Paths and Choices: Choosing Our Relationship with Nature 8.1.4B
“We grieve only for what we know” [Aldo Leopold, “July,” A Sand County Almanac]. We know – do we grieve? Do we feel anything? Can we use both our heads and our hearts?
One direction this leads is the question of duty. Once we have facts and understand their meaning, how should we apply them? What do the facts and interpretations mean to us? What does it mean to be dependent on the processes of life? Do we have a duty to stop doing harm to ourselves? More important perhaps, do we have a duty to stop sending the “intergenerational remote tyranny” of our harmful choices out into the future?
This then leads us to the principle of love and what E.O. Wilson calls biophilia, the love of life. We do usually love ourselves and our group, our children and our grandchildren. We do sometimes love other humans, both neighbors and strangers. But do we love life? The processes of life are complex and diverse, often chaotic, even uncontrollable. Can we find it in ourselves to love life?
Our natural tendency is to prefer stability and control so much that we are willing to use any amount of power, any mechanism or force, any violence to defend ourselves against nature’s constant motion. Historically, this is for good reason because over millennia humans have struggled to survive and thrive. “Nature” has sometimes seemed to be not only our greatest benefactor, our Mother Earth, but also our worst enemy. The chaos of living needed to be conquered, defeated, controlled, or smothered for the sake of the future. But now in the modern world our powers of death are so great that we are straining at the circles of life itself. It appears that we would rather die in the collapse than have peace. Loving life is hard for us on many levels.

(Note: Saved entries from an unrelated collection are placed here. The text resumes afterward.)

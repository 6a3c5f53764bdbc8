//! Types for entrance-reveal planning.
//!
//! A `RevealPlan` is the deterministic output of planning: one `RevealTween`
//! per discovered target, each pairing a start state (offset off-screen,
//! invisible) with an end state (settled, visible, staggered delay). Plans
//! serialize to JSON so they can be written and diffed as artifacts.

use super::easing::Ease;
use serde::{Deserialize, Serialize};

/// Marker class for animatable sections
pub const REVEAL_CLASS: &str = "gs_reveal";
/// Modifier class: element enters from the bottom edge
pub const FROM_BOTTOM_CLASS: &str = "gs_reveal_fromBottom";
/// Modifier class: element enters from the left edge
pub const FROM_LEFT_CLASS: &str = "gs_reveal_fromLeft";
/// Modifier class: element enters from the right edge
pub const FROM_RIGHT_CLASS: &str = "gs_reveal_fromRight";

/// Entry offset applied off the entering edge, in layout units (px)
pub const ENTRY_OFFSET: f64 = 100.0;
/// Duration of every reveal tween, in seconds
pub const REVEAL_DURATION_SECS: f64 = 1.2;
/// Per-target stagger step, in seconds
pub const STAGGER_STEP_SECS: f64 = 0.2;

/// Which edge an element visually enters from.
#[derive(Debug, Clone, Copy, PartialEq, Eq, Serialize, Deserialize, Default)]
pub enum Direction {
    /// Enters from the bottom edge (`gs_reveal_fromBottom`)
    FromBottom,
    /// Enters from the left edge (`gs_reveal_fromLeft`)
    FromLeft,
    /// Enters from the right edge (`gs_reveal_fromRight`)
    FromRight,
    /// No directional modifier; fades in place
    #[default]
    None,
}

impl Direction {
    /// Derive the direction from an element's class list.
    ///
    /// Checks modifiers in the order bottom, left, right; the first match
    /// wins. Elements carrying more than one modifier are an unsupported
    /// configuration — see `validate_directions`.
    #[must_use]
    pub fn from_classes(classes: &[String]) -> Self {
        if classes.iter().any(|c| c == FROM_BOTTOM_CLASS) {
            Self::FromBottom
        } else if classes.iter().any(|c| c == FROM_LEFT_CLASS) {
            Self::FromLeft
        } else if classes.iter().any(|c| c == FROM_RIGHT_CLASS) {
            Self::FromRight
        } else {
            Self::None
        }
    }

    /// All directional modifier classes present in a class list, in
    /// priority order.
    #[must_use]
    pub fn markers_present(classes: &[String]) -> Vec<&'static str> {
        [FROM_BOTTOM_CLASS, FROM_LEFT_CLASS, FROM_RIGHT_CLASS]
            .into_iter()
            .filter(|marker| classes.iter().any(|c| c == marker))
            .collect()
    }
}

/// Visibility of an element at a point in the tween.
#[derive(Debug, Clone, Copy, PartialEq, Eq, Serialize, Deserialize)]
pub enum Visibility {
    /// Element is hidden
    Hidden,
    /// Element is visible
    Visible,
}

impl std::fmt::Display for Visibility {
    fn fmt(&self, f: &mut std::fmt::Formatter<'_>) -> std::fmt::Result {
        match self {
            Self::Hidden => write!(f, "hidden"),
            Self::Visible => write!(f, "visible"),
        }
    }
}

/// Start state of a reveal tween.
///
/// Offsets are optional: an element with no directional modifier gets no
/// offset property at all, matching the markup contract.
#[derive(Debug, Clone, Copy, PartialEq, Serialize, Deserialize)]
pub struct StartState {
    /// Opacity (always 0 at the start of a reveal)
    pub opacity: f64,
    /// Visibility (always hidden at the start of a reveal)
    pub visibility: Visibility,
    /// Horizontal offset in layout units, if any
    #[serde(skip_serializing_if = "Option::is_none")]
    pub x: Option<f64>,
    /// Vertical offset in layout units, if any
    #[serde(skip_serializing_if = "Option::is_none")]
    pub y: Option<f64>,
}

impl StartState {
    /// Build the start state for a direction.
    #[must_use]
    pub fn for_direction(direction: Direction) -> Self {
        let (x, y) = match direction {
            Direction::FromBottom => (None, Some(ENTRY_OFFSET)),
            Direction::FromLeft => (Some(-ENTRY_OFFSET), None),
            Direction::FromRight => (Some(ENTRY_OFFSET), None),
            Direction::None => (None, None),
        };
        Self {
            opacity: 0.0,
            visibility: Visibility::Hidden,
            x,
            y,
        }
    }
}

/// End state of a reveal tween, with timing.
#[derive(Debug, Clone, Copy, PartialEq, Serialize, Deserialize)]
pub struct EndState {
    /// Opacity (always 1 at the end of a reveal)
    pub opacity: f64,
    /// Visibility (always visible at the end of a reveal)
    pub visibility: Visibility,
    /// Horizontal offset, reset to 0
    pub x: f64,
    /// Vertical offset, reset to 0
    pub y: f64,
    /// Tween duration in seconds
    pub duration_secs: f64,
    /// Delay before the tween starts, in seconds
    pub delay_secs: f64,
    /// Easing curve
    pub ease: Ease,
}

impl EndState {
    /// Build the end state for a target at the given document-order index.
    ///
    /// Delay is `order * 0.2` seconds; everything else is invariant across
    /// targets and directions.
    #[must_use]
    pub fn for_order(order: usize) -> Self {
        Self {
            opacity: 1.0,
            visibility: Visibility::Visible,
            x: 0.0,
            y: 0.0,
            duration_secs: REVEAL_DURATION_SECS,
            delay_secs: order as f64 * STAGGER_STEP_SECS,
            ease: Ease::Power3Out,
        }
    }
}

/// Handle identifying a target element in the plan.
#[derive(Debug, Clone, PartialEq, Eq, Serialize, Deserialize)]
pub struct TargetHandle {
    /// Element tag name
    pub tag_name: String,
    /// Element ID, if the markup carries one
    pub id: Option<String>,
    /// Zero-based position among all discovered targets, document order
    pub order: usize,
}

impl TargetHandle {
    /// Create a new target handle
    #[must_use]
    pub fn new(tag_name: impl Into<String>, id: Option<String>, order: usize) -> Self {
        Self {
            tag_name: tag_name.into(),
            id,
            order,
        }
    }

    /// Stable diagnostic label: the element ID if present, otherwise the
    /// tag with the target's order (e.g. `section[2]`).
    #[must_use]
    pub fn label(&self) -> String {
        self.id.clone().map_or_else(
            || format!("{}[{}]", self.tag_name, self.order),
            |id| format!("#{id}"),
        )
    }
}

/// Interpolated element state at a point in a tween.
#[derive(Debug, Clone, Copy, PartialEq)]
pub struct TweenSample {
    /// Interpolated opacity
    pub opacity: f64,
    /// Interpolated horizontal offset
    pub x: f64,
    /// Interpolated vertical offset
    pub y: f64,
    /// Visibility at this point
    pub visibility: Visibility,
}

/// One (target, start state, end state) animation request.
#[derive(Debug, Clone, PartialEq, Serialize, Deserialize)]
pub struct RevealTween {
    /// The element being animated
    pub target: TargetHandle,
    /// Derived entry direction
    pub direction: Direction,
    /// Start state submitted to the engine
    pub from: StartState,
    /// End state and timing submitted to the engine
    pub to: EndState,
}

impl RevealTween {
    /// Time at which the tween finishes, relative to submission.
    #[must_use]
    pub fn completion_secs(&self) -> f64 {
        self.to.delay_secs + self.to.duration_secs
    }

    /// Interpolated state at `elapsed_secs` after submission.
    ///
    /// Delay-aware: before the delay elapses the sample equals the start
    /// state (hidden); afterwards progress follows the easing curve; past
    /// `completion_secs` the sample equals the end state. For verifying
    /// rendered output against the declared curve.
    #[must_use]
    pub fn sample(&self, elapsed_secs: f64) -> TweenSample {
        let start_x = self.from.x.unwrap_or(0.0);
        let start_y = self.from.y.unwrap_or(0.0);
        let local = elapsed_secs - self.to.delay_secs;
        if local <= 0.0 {
            return TweenSample {
                opacity: self.from.opacity,
                x: start_x,
                y: start_y,
                visibility: self.from.visibility,
            };
        }
        let progress = self.to.ease.evaluate(local / self.to.duration_secs);
        TweenSample {
            opacity: self.from.opacity + (self.to.opacity - self.from.opacity) * progress,
            x: start_x + (self.to.x - start_x) * progress,
            y: start_y + (self.to.y - start_y) * progress,
            visibility: Visibility::Visible,
        }
    }
}

/// An ordered sequence of reveal tweens for one document.
#[derive(Debug, Clone, PartialEq, Default, Serialize, Deserialize)]
pub struct RevealPlan {
    /// Tweens in document order
    pub tweens: Vec<RevealTween>,
}

impl RevealPlan {
    /// Number of tweens in the plan
    #[must_use]
    pub fn len(&self) -> usize {
        self.tweens.len()
    }

    /// Check whether the plan has no tweens
    #[must_use]
    pub fn is_empty(&self) -> bool {
        self.tweens.is_empty()
    }

    /// Wall-clock time until the last tween finishes, in seconds.
    ///
    /// Zero for an empty plan.
    #[must_use]
    pub fn total_secs(&self) -> f64 {
        self.tweens
            .iter()
            .map(RevealTween::completion_secs)
            .fold(0.0, f64::max)
    }
}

We need to decide what we believe about this. If we do finally break down the circles of life and interdependency, what will our future become? Believing that we have the freedom and responsibility to choose moral Growth rather than moral Decay puts a heavy burden on us. It is easier to be passive, awaiting the fate that someone else will construct for us. It is also tempting to fall back on our passion for power and self-will.
Creating the future by choice using our reason, duty, love, and belief is possible. We have minds for reason, for knowing, and for interpreting. We have hearts to apply our duty and love. We have spirits and energy for belief. Do we have the courage to choose life and its processes?
Without Words We Cannot Think
“We can be ethical only in relation to something we can see, feel, understand, love, or otherwise have faith in. . . . The evolution of a land ethic is an intellectual as well as emotional process. . . . The mechanism of operation is the same for any ethic: social approbation for right actions: social disapproval for wrong actions. By and large, our present problem is one of attitudes and implements. We are remodeling the Alhambra with a steam-shovel, and we are proud of our yardage.” Aldo Leopold (1887-1948), “The Land Ethic,” A Sand County Almanac with Essays on Conservation from Round River (1949)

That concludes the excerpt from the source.